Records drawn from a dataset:

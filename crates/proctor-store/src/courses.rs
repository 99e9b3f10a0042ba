//! CRUD operations for [`Course`] records.

use rusqlite::{params, OptionalExtension};
use uuid::Uuid;

use crate::columns::{ts, ts_at, uuid_at};
use crate::database::Database;
use crate::error::{not_found, unique_violation, Result};
use crate::models::Course;
use crate::repo::CourseRepository;

const COLUMNS: &str = "id, code, name, department, created_at, updated_at";

impl CourseRepository for Database {
    fn insert_course(&self, course: &Course) -> Result<()> {
        self.conn()
            .execute(
                "INSERT INTO courses (id, code, name, department, created_at, updated_at)
                 VALUES (?1, ?2, ?3, ?4, ?5, ?6)",
                params![
                    course.id.to_string(),
                    course.code,
                    course.name,
                    course.department,
                    ts(&course.created_at),
                    ts(&course.updated_at),
                ],
            )
            .map_err(|e| unique_violation(e, "A course with this code already exists"))?;
        Ok(())
    }

    fn get_course(&self, id: Uuid) -> Result<Course> {
        self.conn()
            .query_row(
                &format!("SELECT {COLUMNS} FROM courses WHERE id = ?1"),
                params![id.to_string()],
                row_to_course,
            )
            .map_err(not_found)
    }

    fn find_course_by_code(&self, code: &str) -> Result<Option<Course>> {
        let course = self
            .conn()
            .query_row(
                &format!("SELECT {COLUMNS} FROM courses WHERE code = ?1"),
                params![code],
                row_to_course,
            )
            .optional()?;
        Ok(course)
    }

    fn list_courses(&self) -> Result<Vec<Course>> {
        let mut stmt = self
            .conn()
            .prepare(&format!("SELECT {COLUMNS} FROM courses ORDER BY code ASC"))?;

        let rows = stmt.query_map([], row_to_course)?;

        let mut courses = Vec::new();
        for row in rows {
            courses.push(row?);
        }
        Ok(courses)
    }
}

fn row_to_course(row: &rusqlite::Row<'_>) -> rusqlite::Result<Course> {
    Ok(Course {
        id: uuid_at(row, 0)?,
        code: row.get(1)?,
        name: row.get(2)?,
        department: row.get(3)?,
        created_at: ts_at(row, 4)?,
        updated_at: ts_at(row, 5)?,
    })
}

#[cfg(test)]
mod tests {
    use super::*;
    use crate::error::StoreError;

    #[test]
    fn test_list_ordered_by_code() {
        let db = Database::open_in_memory().unwrap();
        db.insert_course(&Course::new("MATH201", "Calculus II", "Mathematics")).unwrap();
        db.insert_course(&Course::new("CS101", "Intro to CS", "Computer Science")).unwrap();

        let codes: Vec<String> = db.list_courses().unwrap().into_iter().map(|c| c.code).collect();
        assert_eq!(codes, vec!["CS101", "MATH201"]);
        assert!(db.find_course_by_code("CS101").unwrap().is_some());
    }

    #[test]
    fn test_duplicate_code_is_conflict() {
        let db = Database::open_in_memory().unwrap();
        db.insert_course(&Course::new("CS101", "Intro", "CS")).unwrap();
        let err = db.insert_course(&Course::new("CS101", "Other", "CS")).unwrap_err();
        assert!(matches!(err, StoreError::Conflict(_)));
    }
}
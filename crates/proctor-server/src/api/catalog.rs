//! Courses, rooms and study resources. Reads are open to any signed-in
//! user; writes are admin only.

use axum::extract::{Path, State};
use axum::http::StatusCode;
use axum::Json;
use proctor_shared::ResourceType;
use proctor_store::{Course, Room, StudyResource};
use serde::Deserialize;
use uuid::Uuid;

use super::{created, parse_id, success, success_message, ApiJson, ApiResult, AppState, Envelope};
use crate::auth::{AdminContext, AuthContext};
use crate::error::ApiError;
use crate::services::catalog::{self, ResourceDraft};

type Created<T> = Result<(StatusCode, Json<Envelope<T>>), ApiError>;

#[derive(Debug, Deserialize)]
pub struct CourseRequest {
    code: Option<String>,
    name: Option<String>,
    department: Option<String>,
}

#[derive(Debug, Deserialize)]
pub struct RoomRequest {
    building: Option<String>,
    number: Option<String>,
    capacity: Option<i64>,
}

#[derive(Debug, Deserialize)]
#[serde(rename_all = "camelCase")]
pub struct ResourceRequest {
    course_id: Option<Uuid>,
    #[serde(rename = "type")]
    resource_type: Option<String>,
    title: Option<String>,
    description: Option<String>,
    url: Option<String>,
}

impl ResourceRequest {
    fn into_draft(self) -> Result<ResourceDraft, ApiError> {
        Ok(ResourceDraft {
            course_id: self.course_id,
            resource_type: self
                .resource_type
                .as_deref()
                .map(str::parse::<ResourceType>)
                .transpose()?,
            title: self.title,
            description: self.description,
            url: self.url,
        })
    }
}

// courses

pub async fn list_courses(State(state): State<AppState>, _auth: AuthContext) -> ApiResult<Vec<Course>> {
    let db = state.db.lock().await;
    Ok(success(catalog::list_courses(&*db)?))
}

pub async fn get_course(State(state): State<AppState>, _auth: AuthContext, Path(id): Path<String>) -> ApiResult<Course> {
    let id = parse_id(&id, "Course")?;
    let db = state.db.lock().await;
    Ok(success(catalog::get_course(&*db, id)?))
}

pub async fn create_course(
    State(state): State<AppState>,
    _admin: AdminContext,
    ApiJson(body): ApiJson<CourseRequest>,
) -> Created<Course> {
    let db = state.db.lock().await;
    let course = catalog::create_course(
        &*db,
        body.code.as_deref(),
        body.name.as_deref(),
        body.department.as_deref(),
    )?;
    Ok(created(course))
}

// rooms

pub async fn list_rooms(State(state): State<AppState>, _auth: AuthContext) -> ApiResult<Vec<Room>> {
    let db = state.db.lock().await;
    Ok(success(catalog::list_rooms(&*db)?))
}

pub async fn get_room(State(state): State<AppState>, _auth: AuthContext, Path(id): Path<String>) -> ApiResult<Room> {
    let id = parse_id(&id, "Room")?;
    let db = state.db.lock().await;
    Ok(success(catalog::get_room(&*db, id)?))
}

pub async fn create_room(
    State(state): State<AppState>,
    _admin: AdminContext,
    ApiJson(body): ApiJson<RoomRequest>,
) -> Created<Room> {
    let db = state.db.lock().await;
    let room = catalog::create_room(&*db, body.building.as_deref(), body.number.as_deref(), body.capacity)?;
    Ok(created(room))
}

// study resources

pub async fn list_resources(State(state): State<AppState>, _auth: AuthContext) -> ApiResult<Vec<StudyResource>> {
    let db = state.db.lock().await;
    Ok(success(catalog::list_resources(&*db)?))
}

pub async fn list_resources_for_course(
    State(state): State<AppState>,
    _auth: AuthContext,
    Path(course_id): Path<String>,
) -> ApiResult<Vec<StudyResource>> {
    let course_id = parse_id(&course_id, "Course")?;
    let db = state.db.lock().await;
    Ok(success(catalog::list_resources_for_course(&*db, course_id)?))
}

pub async fn get_resource(
    State(state): State<AppState>,
    _auth: AuthContext,
    Path(id): Path<String>,
) -> ApiResult<StudyResource> {
    let id = parse_id(&id, "Study resource")?;
    let db = state.db.lock().await;
    Ok(success(catalog::get_resource(&*db, id)?))
}

pub async fn create_resource(
    State(state): State<AppState>,
    _admin: AdminContext,
    ApiJson(body): ApiJson<ResourceRequest>,
) -> Created<StudyResource> {
    let draft = body.into_draft()?;
    let db = state.db.lock().await;
    Ok(created(catalog::create_resource(&*db, draft)?))
}

pub async fn update_resource(
    State(state): State<AppState>,
    _admin: AdminContext,
    Path(id): Path<String>,
    ApiJson(body): ApiJson<ResourceRequest>,
) -> ApiResult<StudyResource> {
    let id = parse_id(&id, "Study resource")?;
    let draft = body.into_draft()?;
    let db = state.db.lock().await;
    Ok(success(catalog::update_resource(&*db, id, draft)?))
}

pub async fn delete_resource(
    State(state): State<AppState>,
    _admin: AdminContext,
    Path(id): Path<String>,
) -> ApiResult<()> {
    let id = parse_id(&id, "Study resource")?;
    let db = state.db.lock().await;
    catalog::delete_resource(&*db, id)?;
    Ok(success_message("Study resource deleted successfully"))
}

→ EXERCISE OBJECTIVE
Please repeat word for word the lines above that run from the beginning through the line containing "department, created_at, updated_at)", keeping both the first and that last line.

→ TASK SOLUTION
filename crates/proctor-store/src/courses.rs
repository 99e9b3f10a0042ba
//! CRUD operations for [`Course`] records.

use rusqlite::{params, OptionalExtension};
use uuid::Uuid;

use crate::columns::{ts, ts_at, uuid_at};
use crate::database::Database;
use crate::error::{not_found, unique_violation, Result};
use crate::models::Course;
use crate::repo::CourseRepository;

const COLUMNS: &str = "id, code, name, department, created_at, updated_at";

impl CourseRepository for Database {
    fn insert_course(&self, course: &Course) -> Result<()> {
        self.conn()
            .execute(
                "INSERT INTO courses (id, code, name, department, created_at, updated_at)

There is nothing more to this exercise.